There are two different cells: the cellar of the Resistance hideout and
an actual prison. Sebastian is thrown into the first when he's suspected
of selling out the Resistance, then Seppe is put in with him so Sebastian
can prove his loyalty by completing his mission. He does this (albeit in
a subtle way) and is allowed to leave. Then Seppe receives the note and
key that were intended for Sebastian and escapes, only to be caught by
the city guard, imprisoned, and hanged. This is clearer if you choose
not to 'travel through darkness' when you're given the opportunity: you
can stay with Seppe from one cell to the other.
> Who is William DeLosa?
This is the bit that I hadn't noticed until it was pointed out. Try
praying when you're in the church, and you'll get a crucial piece of the
puzzle. William DeLosa is the PC. William DeLosa is dead. Also,
William DeLosa has apparently been working as an assassin, with
Sebastian's help, ever since he died, by possessing people and
manipulating them.
But possessing other people seems to involve a certain amount of
confusion: William emerges from his 'rest' with no memory, merges with
the mind of the person he's possessing to some extent, and invents
explanations for what's going on that don't necessarily fit the truth.
Just about all he seems to understand at the beginning is that he's an
assassin and has some kind of special ability to 'move through darkness'.
By the end, however, he understands everything, even if the player
doesn't.
> Who is the other woman who you wake up with
> (Francesca presumably delivered the note as you betrayed her at home;
> not the Denizen?; she apparently also "slides")?
As far as I can tell, she's just a prostitute that Sebastian picked up
the previous night. She doesn't 'slide'; that's just William's confusion
trying to explain an unexpected presence.
> What is the history of
> the ring (belonged to the Denizen, later referred to as "yours"?)
Sebastian stole it from the Denizen's desk while pretending to apply to
the army. Then he put it on Seppe when they were in the Resistance
cellar together, and Seppe didn't throw it away when he escaped because
William wouldn't let him.
> What are the times of the various scenes? Executions are only done on
> Fridays, so why is it being taken down on the first view of the visit to
> the Denizen, and put up on the second?
This is the confused William trying to explain things under the
assumption that events are seen in chronological order. He sees workmen
around the scaffold and assumes that they're taking it down, when in fact
they're putting it up in preparation for tomorrow's hangings.

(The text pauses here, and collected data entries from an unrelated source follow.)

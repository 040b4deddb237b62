//! Entity trait shared by every stored record

use chrono::{DateTime, Utc};
use uuid::Uuid;

/// Base trait for records kept in a collection.
///
/// Every record has:
/// - id: Unique identifier, generated on creation
/// - created_at: Creation timestamp, which fixes listing order
///
/// The collection name doubles as the MongoDB collection and the REST
/// resource segment (`/api/{collection}`).
pub trait Entity: Clone + Send + Sync + 'static {
    /// The plural collection name (e.g., "tenants", "payments")
    fn collection_name() -> &'static str;

    /// The singular name used in error messages (e.g., "Tenant")
    fn display_name() -> &'static str;

    /// Error code reported when a lookup by id misses
    fn not_found_code() -> &'static str;

    /// Get the unique identifier for this record
    fn id(&self) -> Uuid;

    /// Get the creation timestamp
    fn created_at(&self) -> DateTime<Utc>;
}

/// Sort records oldest first
pub fn sort_oldest_first<T: Entity>(records: &mut [T]) {
    records.sort_by_key(|r| (r.created_at(), r.id()));
}
use chrono::{DateTime, Utc};
use rust_decimal::Decimal;
use serde::Serialize;
use std::str::FromStr;

use super::SeatLabel;

#[derive(Debug, Clone, Copy, PartialEq, Eq, Serialize)]
#[serde(rename_all = "lowercase")]
pub enum BookingStatus {
    Confirmed,
    Cancelled,
}

impl BookingStatus {
    pub fn as_str(&self) -> &'static str {
        match self {
            BookingStatus::Confirmed => "confirmed",
            BookingStatus::Cancelled => "cancelled",
        }
    }
}

impl FromStr for BookingStatus {
    type Err = String;

    fn from_str(s: &str) -> Result<Self, Self::Err> {
        match s {
            "confirmed" => Ok(BookingStatus::Confirmed),
            "cancelled" => Ok(BookingStatus::Cancelled),
            other => Err(format!("unknown booking status '{}'", other)),
        }
    }
}

/// A seat won by a booking, in the position the client requested it.
#[derive(Debug, Clone, Copy, PartialEq, Eq, Serialize)]
pub struct BookedSeat {
    pub seat_id: i64,
    pub label: SeatLabel,
}

#[derive(Debug, Clone, PartialEq, Eq, Serialize)]
pub struct Booking {
    pub id: i64,
    pub user_id: i64,
    pub show_id: i64,
    pub seats: Vec<BookedSeat>,
    pub status: BookingStatus,
    pub total_price: Decimal,
    pub created_at: DateTime<Utc>,
}

impl Booking {
    pub fn seat_labels(&self) -> Vec<String> {
        self.seats.iter().map(|s| s.label.to_string()).collect()
    }

    pub fn is_active(&self) -> bool {
        self.status == BookingStatus::Confirmed
    }
}

/// Booking row written inside a reservation transaction.
#[derive(Debug, Clone)]
pub struct NewBooking {
    pub user_id: i64,
    pub show_id: i64,
    pub seats: Vec<BookedSeat>,
    pub total_price: Decimal,
}
use chrono::{Duration, Utc};
use jsonwebtoken::{decode, encode, Algorithm, DecodingKey, EncodingKey, Header, Validation};
use serde::{Deserialize, Serialize};

use crate::config::JwtConfig;
use crate::models::User;

#[derive(Debug, thiserror::Error)]
pub enum AuthError {
    #[error("invalid email or password")]
    InvalidCredentials,
    #[error("invalid or expired token")]
    InvalidToken,
    #[error("password hashing failed: {0}")]
    Hashing(String),
    #[error("token signing failed: {0}")]
    Signing(#[from] jsonwebtoken::errors::Error),
}

#[derive(Debug, Clone, PartialEq, Eq, Serialize, Deserialize)]
pub struct Claims {
    /// User id.
    pub sub: i64,
    pub email: String,
    pub iat: i64,
    pub exp: i64,
}

/// Password hashing and HS256 tokens.
#[derive(Clone)]
pub struct AuthService {
    encoding: EncodingKey,
    decoding: DecodingKey,
    token_lifetime: Duration,
    bcrypt_cost: u32,
}

impl AuthService {
    pub fn new(config: &JwtConfig) -> Self {
        Self {
            encoding: EncodingKey::from_secret(config.secret.as_bytes()),
            decoding: DecodingKey::from_secret(config.secret.as_bytes()),
            token_lifetime: Duration::hours(config.expires_in_hours),
            bcrypt_cost: config.bcrypt_cost,
        }
    }

    pub async fn hash_password(&self, password: String) -> Result<String, AuthError> {
        let cost = self.bcrypt_cost;
        tokio::task::spawn_blocking(move || bcrypt::hash(password, cost))
            .await
            .map_err(|e| AuthError::Hashing(e.to_string()))?
            .map_err(|e| AuthError::Hashing(e.to_string()))
    }

    /// Checks `password` against the stored hash; a mismatch is
    /// `InvalidCredentials`.
    pub async fn verify_password(&self, password: String, hash: String) -> Result<(), AuthError> {
        let matches = tokio::task::spawn_blocking(move || bcrypt::verify(password, &hash))
            .await
            .map_err(|e| AuthError::Hashing(e.to_string()))?
            .map_err(|e| AuthError::Hashing(e.to_string()))?;

        if matches {
            Ok(())
        } else {
            Err(AuthError::InvalidCredentials)
        }
    }

    pub fn issue_token(&self, user: &User) -> Result<String, AuthError> {
        let now = Utc::now();
        let claims = Claims {
            sub: user.id,
            email: user.email.clone(),
            iat: now.timestamp(),
            exp: (now + self.token_lifetime).timestamp(),
        };
        Ok(encode(&Header::new(Algorithm::HS256), &claims, &self.encoding)?)
    }

    pub fn verify_token(&self, token: &str) -> Result<Claims, AuthError> {
        let validation = Validation::new(Algorithm::HS256);
        decode::<Claims>(token, &self.decoding, &validation)
            .map(|data| data.claims)
            .map_err(|e| {
                tracing::debug!("Token rejected: {}", e);
                AuthError::InvalidToken
            })
    }
}

#[cfg(test)]
mod tests {
    use super::*;

    fn service() -> AuthService {
        AuthService::new(&JwtConfig {
            secret: "test-secret".to_string(),
            expires_in_hours: 1,
            bcrypt_cost: 4,
        })
    }

    fn user() -> User {
        User {
            id: 42,
            name: "Ada".to_string(),
            email: "ada@example.com".to_string(),
            password_hash: String::new(),
            created_at: Utc::now(),
        }
    }

    #[test]
    fn issued_token_round_trips_claims() {
        let auth = service();
        let token = auth.issue_token(&user()).unwrap();
        let claims = auth.verify_token(&token).unwrap();
        assert_eq!(claims.sub, 42);
        assert_eq!(claims.email, "ada@example.com");
        assert!(claims.exp > claims.iat);
    }

    #[test]
    fn token_signed_with_another_secret_is_rejected() {
        let other = AuthService::new(&JwtConfig {
            secret: "someone-else".to_string(),
            expires_in_hours: 1,
            bcrypt_cost: 4,
        });
        let token = other.issue_token(&user()).unwrap();
        assert!(matches!(
            service().verify_token(&token),
            Err(AuthError::InvalidToken)
        ));
    }

    #[test]
    fn tampered_token_is_rejected() {
        let auth = service();
        let token = auth.issue_token(&user()).unwrap();
        let mut parts: Vec<&str> = token.split('.').collect();
        parts[2] = "c2lnbmF0dXJl";
        assert!(auth.verify_token(&parts.join(".")).is_err());
        assert!(auth.verify_token("not-a-token").is_err());
    }

    #[test]
    fn expired_token_is_rejected() {
        let auth = service();
        let issued = Utc::now() - Duration::hours(3);
        let claims = Claims {
            sub: 42,
            email: "ada@example.com".to_string(),
            iat: issued.timestamp(),
            exp: (issued + Duration::hours(1)).timestamp(),
        };
        let token = encode(&Header::new(Algorithm::HS256), &claims, &auth.encoding).unwrap();
        assert!(matches!(auth.verify_token(&token), Err(AuthError::InvalidToken)));
    }

    #[tokio::test]
    async fn password_hash_verifies_only_its_password() {
        let auth = service();
        let hash = auth.hash_password("hunter22".to_string()).await.unwrap();
        assert_ne!(hash, "hunter22");
        auth.verify_password("hunter22".to_string(), hash.clone())
            .await
            .unwrap();
        assert!(matches!(
            auth.verify_password("hunter23".to_string(), hash).await,
            Err(AuthError::InvalidCredentials)
        ));
    }
}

The real sequence of events is:
At 10:00 on Thursday, Sebastian wakes up, receives note, leaves room and
goes to the Denizen's office (arriving shortly before 11:00), where he
steals a ring. He then goes to the Resistance hideout, running into
Francesca on the way. The resistance is led to believe he's betrayed
them, and they lock him in the cellar. Then Seppe shows up. He's been a
double agent for a long time, and the Resistance knows this. They tie
him up and lock him in with Sebastian, and Sebastian puts the ring on
his finger. Seppe then escapes, but it caught by the city guards in the
church, who have been tipped off by Francesca. The Denizen visits Seppe
in his cell at night, but refuses to help him. At 6:00 the next morning,
Seppe is hanged.
(Not 'hung'. Portraits are hung. Condemned prisoners are hanged.

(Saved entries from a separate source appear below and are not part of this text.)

use axum::{extract::State, http::StatusCode, response::IntoResponse, routing::post, Json, Router};
use serde::{Deserialize, Serialize};
use std::sync::Arc;
use validator::Validate;

use crate::error::ApiError;
use crate::extract::ApiJson;
use crate::models::NewUser;
use crate::services::auth::AuthError;
use crate::store::UserStore;
use crate::AppState;

pub fn routes() -> Router<Arc<AppState>> {
    Router::new()
        .route("/users/register", post(register))
        .route("/users/login", post(login))
}

#[derive(Debug, Deserialize, Validate)]
struct RegisterRequest {
    #[validate(length(min = 1, max = 100))]
    name: String,
    #[validate(email)]
    email: String,
    #[validate(length(min = 6, max = 72))]
    password: String,
}

#[derive(Debug, Serialize)]
struct RegisterResponse {
    id: i64,
    name: String,
    email: String,
}

// POST /api/users/register
async fn register(
    State(state): State<Arc<AppState>>,
    ApiJson(req): ApiJson<RegisterRequest>,
) -> Result<impl IntoResponse, ApiError> {
    req.validate()?;

    let password_hash = state.auth.hash_password(req.password).await?;
    let user = state
        .store
        .create_user(NewUser {
            name: req.name.trim().to_string(),
            email: req.email.trim().to_lowercase(),
            password_hash,
        })
        .await?;

    tracing::info!("Registered user {}", user.id);
    Ok((
        StatusCode::CREATED,
        Json(RegisterResponse {
            id: user.id,
            name: user.name,
            email: user.email,
        }),
    ))
}

#[derive(Debug, Deserialize)]
struct LoginRequest {
    email: String,
    password: String,
}

#[derive(Debug, Serialize)]
struct LoginResponse {
    token: String,
}

// POST /api/users/login
async fn login(
    State(state): State<Arc<AppState>>,
    ApiJson(req): ApiJson<LoginRequest>,
) -> Result<impl IntoResponse, ApiError> {
    let user = state
        .store
        .find_user_by_email(&req.email.trim().to_lowercase())
        .await?
        .ok_or(AuthError::InvalidCredentials)?;

    state
        .auth
        .verify_password(req.password, user.password_hash.clone())
        .await?;

    let token = state.auth.issue_token(&user)?;
    Ok(Json(LoginResponse { token }))
}
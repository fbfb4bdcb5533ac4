pub mod auth;
pub mod booking;
pub mod seed;
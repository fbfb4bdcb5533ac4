use axum::{
    extract::{Path, State},
    http::StatusCode,
    response::IntoResponse,
    routing::{get, post},
    Json, Router,
};
use chrono::{DateTime, Utc};
use rust_decimal::Decimal;
use serde::{Deserialize, Serialize};
use std::sync::Arc;
use validator::Validate;

use super::bookings::BookingView;
use crate::error::ApiError;
use crate::extract::{ApiJson, ApiQuery};
use crate::middleware::AuthUser;
use crate::models::{NewShow, SeatStatus, Show, DEFAULT_GRID_ROWS, DEFAULT_SEATS_PER_ROW};
use crate::store::{BookingRecords, CatalogStore};
use crate::AppState;

pub fn routes() -> Router<Arc<AppState>> {
    Router::new()
        .route("/shows", post(create_show))
        .route("/shows/{show_id}/seats", get(list_seats))
        .route("/shows/{show_id}/bookings", get(show_bookings))
}

async fn require_show(state: &AppState, show_id: i64) -> Result<Show, ApiError> {
    state
        .store
        .get_show(show_id)
        .await?
        .ok_or_else(|| ApiError::not_found("SHOW_NOT_FOUND", format!("show {} not found", show_id)))
}

#[derive(Debug, Deserialize, Validate)]
struct CreateShowRequest {
    movie_id: i64,
    time: DateTime<Utc>,
    price: Decimal,
    #[validate(range(min = 1, max = 26))]
    rows: Option<u8>,
    #[validate(range(min = 1, max = 999))]
    seats_per_row: Option<u16>,
}

#[derive(Debug, Serialize)]
struct CreateShowResponse {
    show: Show,
    seat_count: usize,
}

// POST /api/shows
async fn create_show(
    State(state): State<Arc<AppState>>,
    user: AuthUser,
    ApiJson(req): ApiJson<CreateShowRequest>,
) -> Result<impl IntoResponse, ApiError> {
    req.validate()?;
    if req.price.is_sign_negative() {
        return Err(ApiError::bad_request("price must not be negative"));
    }
    if state.store.get_movie(req.movie_id).await?.is_none() {
        return Err(ApiError::not_found(
            "MOVIE_NOT_FOUND",
            format!("movie {} not found", req.movie_id),
        ));
    }

    let (show, seats) = state
        .store
        .create_show_with_grid(
            NewShow {
                movie_id: req.movie_id,
                starts_at: req.time,
                price: req.price.round_dp(2),
            },
            req.rows.unwrap_or(DEFAULT_GRID_ROWS),
            req.seats_per_row.unwrap_or(DEFAULT_SEATS_PER_ROW),
        )
        .await?;

    tracing::info!(
        "User {} scheduled show {} for movie {} with {} seats",
        user.user_id,
        show.id,
        show.movie_id,
        seats.len()
    );
    Ok((
        StatusCode::CREATED,
        Json(CreateShowResponse {
            show,
            seat_count: seats.len(),
        }),
    ))
}

#[derive(Debug, Deserialize)]
struct SeatFilter {
    status: Option<SeatStatus>,
}

#[derive(Debug, Serialize)]
struct SeatView {
    seat_id: i64,
    label: String,
    row: String,
    number: i32,
    status: SeatStatus,
}

#[derive(Debug, Serialize)]
struct SeatMap {
    show_id: i64,
    seats: Vec<SeatView>,
    total_available: usize,
    total_booked: usize,
}

// GET /api/shows/{show_id}/seats?status=available
async fn list_seats(
    State(state): State<Arc<AppState>>,
    Path(show_id): Path<i64>,
    ApiQuery(filter): ApiQuery<SeatFilter>,
) -> Result<impl IntoResponse, ApiError> {
    require_show(&state, show_id).await?;
    let seats = state.seats(show_id).await?;

    let total_available = seats
        .iter()
        .filter(|seat| seat.status == SeatStatus::Available)
        .count();
    let total_booked = seats.len() - total_available;

    let seats = seats
        .into_iter()
        .filter(|seat| filter.status.map_or(true, |status| seat.status == status))
        .map(|seat| SeatView {
            seat_id: seat.id,
            label: seat.label(),
            row: seat.row,
            number: seat.number,
            status: seat.status,
        })
        .collect();

    Ok(Json(SeatMap {
        show_id,
        seats,
        total_available,
        total_booked,
    }))
}

// GET /api/shows/{show_id}/bookings
async fn show_bookings(
    State(state): State<Arc<AppState>>,
    _user: AuthUser,
    Path(show_id): Path<i64>,
) -> Result<impl IntoResponse, ApiError> {
    require_show(&state, show_id).await?;
    let bookings = state.store.bookings_for_show(show_id).await?;
    Ok(Json(
        bookings.iter().map(BookingView::from).collect::<Vec<_>>(),
    ))
}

That's another thing the game consistently got wrong.)
> Is handwriting part of the transferred personality? What exactly is
> happening when you exit the Doge's Palace for the second time and
> someone else has control of the current body?

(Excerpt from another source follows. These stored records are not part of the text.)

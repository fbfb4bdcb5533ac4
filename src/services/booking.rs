//! Atomic reserve-or-fail over seats and booking records.
//!
//! A reservation is one [`LedgerTransaction`]: the seat status change and the
//! booking append either commit together or not at all. Any failure after
//! `begin` rolls the transaction back, so every error leaves the targeted
//! seats exactly as they were.

use rust_decimal::Decimal;
use serde::Serialize;
use std::sync::Arc;
use tracing::{debug, error, info, warn};

use crate::models::{Booking, BookingStatus, NewBooking, SeatSelection, Show};
use crate::store::{
    CancelOutcome, CatalogStore, LedgerTransaction, ReserveOutcome, SeatLedger, StoreError,
};

#[derive(Debug, thiserror::Error)]
pub enum BookingError {
    #[error("show {0} not found")]
    ShowNotFound(i64),
    #[error("seats not found: {}", .0.join(", "))]
    SeatNotFound(Vec<String>),
    #[error("seats already booked: {}", .0.join(", "))]
    SeatConflict(Vec<String>),
    #[error("{0}")]
    InvalidRequest(String),
    #[error("booking {0} not found")]
    BookingNotFound(i64),
    #[error("booking {0} belongs to another user")]
    Forbidden(i64),
    #[error("booking {0} is already cancelled")]
    AlreadyCancelled(i64),
    #[error("internal error: {0}")]
    Internal(String),
}

impl BookingError {
    /// Seat labels the caller should know about, if any.
    pub fn labels(&self) -> Option<&[String]> {
        match self {
            BookingError::SeatNotFound(labels) | BookingError::SeatConflict(labels) => {
                Some(labels)
            }
            _ => None,
        }
    }
}

/// Successful reservation as returned to the client.
#[derive(Debug, Clone, PartialEq, Eq, Serialize)]
pub struct Confirmation {
    pub booking_id: i64,
    pub show_id: i64,
    pub seats: Vec<String>,
    pub total_price: Decimal,
    pub status: BookingStatus,
}

impl From<&Booking> for Confirmation {
    fn from(booking: &Booking) -> Self {
        Confirmation {
            booking_id: booking.id,
            show_id: booking.show_id,
            seats: booking.seat_labels(),
            total_price: booking.total_price,
            status: booking.status,
        }
    }
}

#[derive(Clone)]
pub struct BookingEngine {
    catalog: Arc<dyn CatalogStore>,
    ledger: Arc<dyn SeatLedger>,
}

impl BookingEngine {
    pub fn new(catalog: Arc<dyn CatalogStore>, ledger: Arc<dyn SeatLedger>) -> Self {
        Self { catalog, ledger }
    }

    pub async fn reserve(
        &self,
        show_id: i64,
        user_id: i64,
        seat_labels: &[String],
    ) -> Result<Confirmation, BookingError> {
        let show = self
            .catalog
            .get_show(show_id)
            .await
            .map_err(|e| internal("load show", e))?
            .ok_or(BookingError::ShowNotFound(show_id))?;

        if seat_labels.is_empty() {
            return Err(BookingError::InvalidRequest(
                "at least one seat must be requested".to_string(),
            ));
        }
        let selection = SeatSelection::parse(seat_labels)
            .map_err(|e| BookingError::InvalidRequest(e.to_string()))?;

        let mut tx = self
            .ledger
            .begin()
            .await
            .map_err(|e| internal("begin reservation", e))?;

        let booking = match reserve_in(tx.as_mut(), &show, user_id, &selection).await {
            Ok(booking) => booking,
            Err(e) => {
                abandon(tx, &e).await;
                return Err(e);
            }
        };

        tx.commit()
            .await
            .map_err(|e| internal("commit reservation", e))?;

        info!(
            "Booking {} confirmed: user {}, show {}, seats [{}], total {}",
            booking.id,
            user_id,
            show_id,
            booking.seat_labels().join(", "),
            booking.total_price
        );
        Ok(Confirmation::from(&booking))
    }

    /// Returns the booking's seats to the ledger. Only the owner may cancel.
    pub async fn cancel(&self, booking_id: i64, user_id: i64) -> Result<Booking, BookingError> {
        let mut tx = self
            .ledger
            .begin()
            .await
            .map_err(|e| internal("begin cancellation", e))?;

        let result = match tx.cancel_booking(booking_id, user_id).await {
            Ok(CancelOutcome::Cancelled(booking)) => Ok(booking),
            Ok(CancelOutcome::NotFound) => Err(BookingError::BookingNotFound(booking_id)),
            Ok(CancelOutcome::NotOwner) => Err(BookingError::Forbidden(booking_id)),
            Ok(CancelOutcome::AlreadyCancelled) => Err(BookingError::AlreadyCancelled(booking_id)),
            Err(e) => Err(internal("cancel booking", e)),
        };

        match result {
            Ok(booking) => {
                tx.commit()
                    .await
                    .map_err(|e| internal("commit cancellation", e))?;
                info!(
                    "Booking {} cancelled by user {}, released [{}]",
                    booking.id,
                    user_id,
                    booking.seat_labels().join(", ")
                );
                Ok(booking)
            }
            Err(e) => {
                abandon(tx, &e).await;
                Err(e)
            }
        }
    }
}

async fn reserve_in(
    tx: &mut dyn LedgerTransaction,
    show: &Show,
    user_id: i64,
    selection: &SeatSelection,
) -> Result<Booking, BookingError> {
    let seats = match tx
        .try_reserve(show.id, selection)
        .await
        .map_err(|e| internal("reserve seats", e))?
    {
        ReserveOutcome::Reserved(seats) => seats,
        ReserveOutcome::NotFound(labels) => {
            return Err(BookingError::SeatNotFound(
                labels.iter().map(ToString::to_string).collect(),
            ));
        }
        ReserveOutcome::Conflict(labels) => {
            let labels: Vec<String> = labels.iter().map(ToString::to_string).collect();
            debug!(
                "Seat conflict on show {} for user {}: [{}]",
                show.id,
                user_id,
                labels.join(", ")
            );
            return Err(BookingError::SeatConflict(labels));
        }
    };

    tx.record_booking(NewBooking {
        user_id,
        show_id: show.id,
        total_price: total_price(show.price, seats.len()),
        seats,
    })
    .await
    .map_err(|e| internal("record booking", e))
}

/// `price × count`, always carried with two decimal places.
pub fn total_price(price: Decimal, count: usize) -> Decimal {
    let mut total = price * Decimal::from(count);
    total.rescale(2);
    total
}

async fn abandon(tx: Box<dyn LedgerTransaction>, cause: &BookingError) {
    if let BookingError::Internal(reason) = cause {
        warn!("Rolling back after failure: {}", reason);
    }
    if let Err(e) = tx.rollback().await {
        // Dropping the connection aborts the transaction on the server side anyway.
        error!("Rollback failed: {:?}", e);
    }
}

fn internal(step: &str, e: StoreError) -> BookingError {
    match &e {
        StoreError::InvariantViolation(detail) => {
            error!("Invariant violation during {}: {}", step, detail);
        }
        _ => warn!("Store failure during {}: {:?}", step, e),
    }
    BookingError::Internal(format!("{} failed: {}", step, e))
}

#[cfg(test)]
mod tests {
    use super::*;
    use crate::models::{NewMovie, NewShow, SeatStatus};
    use crate::store::memory::MemoryStore;
    use crate::store::{BookingRecords, StoreResult};
    use async_trait::async_trait;
    use chrono::{TimeZone, Utc};

    /// Ledger whose booking append always reports a seat linked elsewhere.
    struct LinkedElsewhere(MemoryStore);

    struct LinkedElsewhereTx(Box<dyn LedgerTransaction>);

    #[async_trait]
    impl SeatLedger for LinkedElsewhere {
        async fn list_seats(&self, show_id: i64) -> StoreResult<Vec<crate::models::Seat>> {
            self.0.list_seats(show_id).await
        }

        async fn begin(&self) -> StoreResult<Box<dyn LedgerTransaction>> {
            Ok(Box::new(LinkedElsewhereTx(self.0.begin().await?)))
        }
    }

    #[async_trait]
    impl LedgerTransaction for LinkedElsewhereTx {
        async fn try_reserve(
            &mut self,
            show_id: i64,
            selection: &SeatSelection,
        ) -> StoreResult<ReserveOutcome> {
            self.0.try_reserve(show_id, selection).await
        }

        async fn record_booking(&mut self, _booking: NewBooking) -> StoreResult<Booking> {
            Err(StoreError::InvariantViolation(
                "seat A1 is already linked to booking 99".to_string(),
            ))
        }

        async fn cancel_booking(
            &mut self,
            booking_id: i64,
            user_id: i64,
        ) -> StoreResult<CancelOutcome> {
            self.0.cancel_booking(booking_id, user_id).await
        }

        async fn commit(self: Box<Self>) -> StoreResult<()> {
            self.0.commit().await
        }

        async fn rollback(self: Box<Self>) -> StoreResult<()> {
            self.0.rollback().await
        }
    }

    async fn show(store: &MemoryStore) -> Show {
        let movie = store
            .create_movie(NewMovie {
                title: "The Matrix".to_string(),
                duration: 136,
                photo: None,
            })
            .await
            .unwrap();
        let show = store
            .create_show(NewShow {
                movie_id: movie.id,
                starts_at: Utc.with_ymd_and_hms(2025, 4, 7, 18, 30, 0).unwrap(),
                price: Decimal::new(1700, 2),
            })
            .await
            .unwrap();
        store.create_seat_grid(show.id, 1, 5).await.unwrap();
        show
    }

    fn labels(raw: &[&str]) -> Vec<String> {
        raw.iter().map(|s| s.to_string()).collect()
    }

    #[test]
    fn total_price_keeps_two_decimals() {
        assert_eq!(total_price(Decimal::new(125, 1), 3).to_string(), "37.50");
        assert_eq!(total_price(Decimal::new(2000, 2), 1).to_string(), "20.00");
    }

    #[tokio::test]
    async fn invariant_violation_rolls_back_and_reports_internal() {
        let store = MemoryStore::new();
        let show = show(&store).await;
        let engine = BookingEngine::new(
            Arc::new(store.clone()),
            Arc::new(LinkedElsewhere(store.clone())),
        );

        let err = engine
            .reserve(show.id, 1, &labels(&["A1", "A2"]))
            .await
            .unwrap_err();
        assert!(matches!(err, BookingError::Internal(_)));

        let seats = store.list_seats(show.id).await.unwrap();
        assert!(seats.iter().all(|s| s.status == SeatStatus::Available));
        assert!(store.bookings_for_show(show.id).await.unwrap().is_empty());
    }

    #[tokio::test]
    async fn validation_order_is_show_then_empty_then_labels() {
        let store = MemoryStore::new();
        let show = show(&store).await;
        let engine = BookingEngine::new(Arc::new(store.clone()), Arc::new(store.clone()));

        let err = engine.reserve(show.id + 1000, 1, &[]).await.unwrap_err();
        assert!(matches!(err, BookingError::ShowNotFound(_)));

        let err = engine.reserve(show.id, 1, &[]).await.unwrap_err();
        assert!(matches!(err, BookingError::InvalidRequest(_)));

        let err = engine
            .reserve(show.id, 1, &labels(&["A1", "a1"]))
            .await
            .unwrap_err();
        assert!(matches!(err, BookingError::InvalidRequest(_)));

        let err = engine.reserve(show.id, 1, &labels(&["1A"])).await.unwrap_err();
        assert!(matches!(err, BookingError::InvalidRequest(_)));
    }

    #[tokio::test]
    async fn cancel_reports_each_refusal() {
        let store = MemoryStore::new();
        let show = show(&store).await;
        let engine = BookingEngine::new(Arc::new(store.clone()), Arc::new(store.clone()));

        let confirmation = engine.reserve(show.id, 7, &labels(&["A3"])).await.unwrap();

        let err = engine.cancel(confirmation.booking_id, 8).await.unwrap_err();
        assert!(matches!(err, BookingError::Forbidden(_)));

        let err = engine.cancel(confirmation.booking_id + 1000, 7).await.unwrap_err();
        assert!(matches!(err, BookingError::BookingNotFound(_)));

        let cancelled = engine.cancel(confirmation.booking_id, 7).await.unwrap();
        assert_eq!(cancelled.status, BookingStatus::Cancelled);
        assert_eq!(cancelled.seat_labels(), vec!["A3".to_string()]);

        let err = engine.cancel(confirmation.booking_id, 7).await.unwrap_err();
        assert!(matches!(err, BookingError::AlreadyCancelled(_)));
    }
}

That's not 'someone else'. That's you, earlier. Surely you noticed that
the body is repeating your actions from the first visit? That's because
it's the same visit.
> Or when you are DeLosa
> outside a body altogether at the end, plus DeLosa is in Delosa's body?
Sebastian DeLosa is in Sebastian DeLosa's body. William DeLosa is
watching things from outside.
> Why do you say you have not carried out the plan to kill Guiseppe when
> you have your own plan, *plus* you inform on him?
William's confusion.
> What do the
> resistance members make of this sliding, which you seem to think is
> unique?
It is unique. But they seem to understand it better than you do. At
least, that's how I understood their comments about your 'reputation'.
> Why do some things suggest you are in a loop (you *say* you
> keep finding self on scaffold), while others do not (final scene)?
I don't recall anything suggesting a loop per se. But some scenes are
shown twice, including the hanging.
Now, Mr. Makane would like to point out that...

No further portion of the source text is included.